(Collected data entries)
——————————
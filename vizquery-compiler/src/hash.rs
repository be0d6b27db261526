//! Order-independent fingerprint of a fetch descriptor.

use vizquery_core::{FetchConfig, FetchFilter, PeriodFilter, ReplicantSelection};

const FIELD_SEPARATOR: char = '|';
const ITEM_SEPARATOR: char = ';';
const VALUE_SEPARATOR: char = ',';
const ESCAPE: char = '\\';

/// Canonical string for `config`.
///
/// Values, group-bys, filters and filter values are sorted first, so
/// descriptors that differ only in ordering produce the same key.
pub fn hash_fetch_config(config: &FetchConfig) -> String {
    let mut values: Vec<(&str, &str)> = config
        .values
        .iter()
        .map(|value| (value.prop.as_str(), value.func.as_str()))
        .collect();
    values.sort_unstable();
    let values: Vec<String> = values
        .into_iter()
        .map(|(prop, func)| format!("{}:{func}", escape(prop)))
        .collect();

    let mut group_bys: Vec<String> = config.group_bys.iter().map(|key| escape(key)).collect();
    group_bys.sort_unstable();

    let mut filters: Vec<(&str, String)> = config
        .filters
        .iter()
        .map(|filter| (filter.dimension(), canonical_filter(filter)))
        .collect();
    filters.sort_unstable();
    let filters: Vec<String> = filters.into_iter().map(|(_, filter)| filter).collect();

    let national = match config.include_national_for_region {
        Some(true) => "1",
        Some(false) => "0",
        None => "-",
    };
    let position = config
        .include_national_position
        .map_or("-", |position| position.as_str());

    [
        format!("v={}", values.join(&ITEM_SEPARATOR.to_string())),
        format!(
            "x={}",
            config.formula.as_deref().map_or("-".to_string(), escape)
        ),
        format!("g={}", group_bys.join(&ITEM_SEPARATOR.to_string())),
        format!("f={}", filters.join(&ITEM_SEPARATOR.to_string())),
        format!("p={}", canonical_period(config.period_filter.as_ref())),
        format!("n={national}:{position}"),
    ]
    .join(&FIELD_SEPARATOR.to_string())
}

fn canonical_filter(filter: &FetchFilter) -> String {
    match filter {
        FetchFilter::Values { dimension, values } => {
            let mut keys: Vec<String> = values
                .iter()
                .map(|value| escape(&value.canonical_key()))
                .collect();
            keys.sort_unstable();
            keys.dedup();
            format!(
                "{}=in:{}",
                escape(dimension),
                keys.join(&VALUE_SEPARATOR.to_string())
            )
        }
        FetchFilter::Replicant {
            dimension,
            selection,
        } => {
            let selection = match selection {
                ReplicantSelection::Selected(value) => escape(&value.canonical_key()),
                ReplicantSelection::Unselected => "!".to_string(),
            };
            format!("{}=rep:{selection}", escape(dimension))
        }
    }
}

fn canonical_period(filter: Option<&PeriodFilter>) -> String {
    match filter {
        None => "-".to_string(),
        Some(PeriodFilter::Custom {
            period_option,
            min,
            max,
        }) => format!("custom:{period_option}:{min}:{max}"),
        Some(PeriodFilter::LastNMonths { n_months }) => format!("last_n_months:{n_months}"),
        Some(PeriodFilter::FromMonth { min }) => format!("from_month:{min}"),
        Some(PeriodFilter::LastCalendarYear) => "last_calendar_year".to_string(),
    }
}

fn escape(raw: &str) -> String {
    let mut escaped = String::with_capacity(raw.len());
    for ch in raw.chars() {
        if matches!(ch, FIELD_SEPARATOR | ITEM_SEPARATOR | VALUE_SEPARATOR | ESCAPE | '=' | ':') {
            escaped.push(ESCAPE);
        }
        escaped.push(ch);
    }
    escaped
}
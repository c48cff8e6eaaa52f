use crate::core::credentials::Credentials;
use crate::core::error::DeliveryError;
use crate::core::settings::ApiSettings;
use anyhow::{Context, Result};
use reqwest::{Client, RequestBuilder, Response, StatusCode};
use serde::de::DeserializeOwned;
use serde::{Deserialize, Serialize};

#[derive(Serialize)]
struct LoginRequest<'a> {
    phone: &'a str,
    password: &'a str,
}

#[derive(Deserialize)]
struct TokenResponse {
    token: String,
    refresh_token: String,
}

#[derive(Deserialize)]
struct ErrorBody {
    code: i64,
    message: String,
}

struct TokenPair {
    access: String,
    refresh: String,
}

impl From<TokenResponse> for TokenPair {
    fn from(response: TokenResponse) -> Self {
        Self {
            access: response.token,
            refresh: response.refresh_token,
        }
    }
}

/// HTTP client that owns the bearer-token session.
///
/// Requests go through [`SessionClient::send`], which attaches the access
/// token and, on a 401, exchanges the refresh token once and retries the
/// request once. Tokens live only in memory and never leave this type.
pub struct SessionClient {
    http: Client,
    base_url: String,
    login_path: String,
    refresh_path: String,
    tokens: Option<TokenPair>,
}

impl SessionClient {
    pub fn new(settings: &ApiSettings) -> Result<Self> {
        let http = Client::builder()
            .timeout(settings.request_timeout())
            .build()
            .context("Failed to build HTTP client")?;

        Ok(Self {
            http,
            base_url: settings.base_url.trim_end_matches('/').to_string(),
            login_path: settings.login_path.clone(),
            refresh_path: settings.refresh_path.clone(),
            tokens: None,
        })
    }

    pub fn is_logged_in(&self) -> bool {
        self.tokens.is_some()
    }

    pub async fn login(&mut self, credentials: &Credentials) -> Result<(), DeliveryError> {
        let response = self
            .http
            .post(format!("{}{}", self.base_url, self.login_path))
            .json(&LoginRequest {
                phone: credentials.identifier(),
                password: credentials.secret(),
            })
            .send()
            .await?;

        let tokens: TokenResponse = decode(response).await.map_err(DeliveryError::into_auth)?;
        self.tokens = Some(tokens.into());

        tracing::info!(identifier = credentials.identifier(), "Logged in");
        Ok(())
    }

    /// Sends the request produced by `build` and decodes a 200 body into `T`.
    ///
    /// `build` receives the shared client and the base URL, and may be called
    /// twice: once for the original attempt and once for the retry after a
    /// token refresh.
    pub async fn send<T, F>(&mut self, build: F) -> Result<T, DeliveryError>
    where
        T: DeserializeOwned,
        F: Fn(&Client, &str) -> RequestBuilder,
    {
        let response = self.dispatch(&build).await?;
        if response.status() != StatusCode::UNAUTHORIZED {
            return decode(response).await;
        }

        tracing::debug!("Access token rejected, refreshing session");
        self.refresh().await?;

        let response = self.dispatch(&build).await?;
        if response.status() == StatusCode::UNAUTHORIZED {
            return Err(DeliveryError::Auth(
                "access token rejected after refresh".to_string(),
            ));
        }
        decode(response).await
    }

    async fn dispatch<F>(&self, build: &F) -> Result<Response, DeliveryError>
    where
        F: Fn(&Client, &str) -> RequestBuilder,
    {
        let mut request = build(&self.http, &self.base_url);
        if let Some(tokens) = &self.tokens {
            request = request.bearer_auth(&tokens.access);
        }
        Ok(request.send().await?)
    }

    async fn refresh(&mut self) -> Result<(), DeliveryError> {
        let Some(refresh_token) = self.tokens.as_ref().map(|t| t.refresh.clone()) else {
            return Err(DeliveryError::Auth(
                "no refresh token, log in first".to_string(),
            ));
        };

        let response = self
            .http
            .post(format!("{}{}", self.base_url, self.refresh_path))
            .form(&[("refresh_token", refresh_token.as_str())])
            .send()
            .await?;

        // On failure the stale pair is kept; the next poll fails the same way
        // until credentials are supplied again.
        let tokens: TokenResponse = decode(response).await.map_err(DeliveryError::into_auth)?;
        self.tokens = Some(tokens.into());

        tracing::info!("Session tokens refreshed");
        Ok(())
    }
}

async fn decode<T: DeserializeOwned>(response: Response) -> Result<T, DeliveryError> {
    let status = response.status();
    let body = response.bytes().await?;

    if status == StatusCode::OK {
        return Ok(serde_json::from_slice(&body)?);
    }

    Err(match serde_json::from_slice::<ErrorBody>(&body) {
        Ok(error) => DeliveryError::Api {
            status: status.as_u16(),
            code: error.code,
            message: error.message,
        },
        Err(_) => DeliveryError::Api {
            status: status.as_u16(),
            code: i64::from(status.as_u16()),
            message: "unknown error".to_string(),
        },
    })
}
——————————
Within these records, how many lines include the word "UNAUTHORIZED"? The reply should be that number alone.

- _Solution for this problem_: 2